== TASK TO CARRY OUT ==
Return the lines below that contain "println".

++++ EXTRACTED DATA ++++

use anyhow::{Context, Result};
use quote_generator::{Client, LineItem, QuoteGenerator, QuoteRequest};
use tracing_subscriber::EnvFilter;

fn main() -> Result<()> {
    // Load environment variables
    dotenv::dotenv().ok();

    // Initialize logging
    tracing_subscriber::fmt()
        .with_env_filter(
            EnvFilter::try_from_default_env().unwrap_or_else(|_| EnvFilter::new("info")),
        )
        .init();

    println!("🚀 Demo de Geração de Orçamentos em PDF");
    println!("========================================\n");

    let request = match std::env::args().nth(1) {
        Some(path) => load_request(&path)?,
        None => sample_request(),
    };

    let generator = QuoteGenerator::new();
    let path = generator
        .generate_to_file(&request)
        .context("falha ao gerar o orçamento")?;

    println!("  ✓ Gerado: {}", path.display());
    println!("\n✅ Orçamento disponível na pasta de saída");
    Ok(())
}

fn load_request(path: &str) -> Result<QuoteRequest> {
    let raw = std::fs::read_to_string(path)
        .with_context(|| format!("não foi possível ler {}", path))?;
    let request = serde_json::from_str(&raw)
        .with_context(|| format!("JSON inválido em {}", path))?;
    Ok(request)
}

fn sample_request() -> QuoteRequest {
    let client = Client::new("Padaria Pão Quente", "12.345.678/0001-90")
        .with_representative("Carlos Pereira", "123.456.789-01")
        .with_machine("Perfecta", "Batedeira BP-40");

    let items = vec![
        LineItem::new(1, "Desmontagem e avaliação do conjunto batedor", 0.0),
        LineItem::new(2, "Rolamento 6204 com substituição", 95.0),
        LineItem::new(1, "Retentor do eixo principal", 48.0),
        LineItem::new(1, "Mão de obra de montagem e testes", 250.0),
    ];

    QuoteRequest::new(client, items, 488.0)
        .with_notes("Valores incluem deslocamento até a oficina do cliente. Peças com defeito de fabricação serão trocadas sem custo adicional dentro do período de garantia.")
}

++++
++++ EXTRACTED DATA ++++

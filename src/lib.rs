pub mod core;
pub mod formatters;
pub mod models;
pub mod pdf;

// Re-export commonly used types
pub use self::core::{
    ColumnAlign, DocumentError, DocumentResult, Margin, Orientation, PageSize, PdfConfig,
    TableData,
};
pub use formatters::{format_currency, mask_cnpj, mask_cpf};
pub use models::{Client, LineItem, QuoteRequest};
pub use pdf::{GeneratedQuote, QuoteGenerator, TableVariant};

++++
++++ EXTRACTED DATA ++++

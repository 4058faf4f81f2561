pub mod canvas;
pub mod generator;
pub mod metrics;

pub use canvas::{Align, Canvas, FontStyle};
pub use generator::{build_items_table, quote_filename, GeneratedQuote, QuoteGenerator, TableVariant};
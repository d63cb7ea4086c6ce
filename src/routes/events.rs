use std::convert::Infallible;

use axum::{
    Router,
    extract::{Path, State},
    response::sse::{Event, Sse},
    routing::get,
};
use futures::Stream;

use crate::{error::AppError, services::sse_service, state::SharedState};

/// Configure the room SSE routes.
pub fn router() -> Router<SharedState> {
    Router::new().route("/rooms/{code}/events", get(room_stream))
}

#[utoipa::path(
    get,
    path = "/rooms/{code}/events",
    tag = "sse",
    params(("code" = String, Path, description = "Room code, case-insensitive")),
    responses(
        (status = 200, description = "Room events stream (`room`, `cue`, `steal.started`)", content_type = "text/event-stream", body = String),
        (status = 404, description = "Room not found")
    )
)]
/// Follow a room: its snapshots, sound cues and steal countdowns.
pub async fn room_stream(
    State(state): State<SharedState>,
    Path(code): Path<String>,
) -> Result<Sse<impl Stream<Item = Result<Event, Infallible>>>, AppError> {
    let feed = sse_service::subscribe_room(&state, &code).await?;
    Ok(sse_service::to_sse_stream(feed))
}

++++

== SOLUTION ==
    println!("🚀 Demo de Geração de Orçamentos em PDF");
    println!("========================================\n");
    println!("  ✓ Gerado: {}", path.display());
    println!("\n✅ Orçamento disponível na pasta de saída");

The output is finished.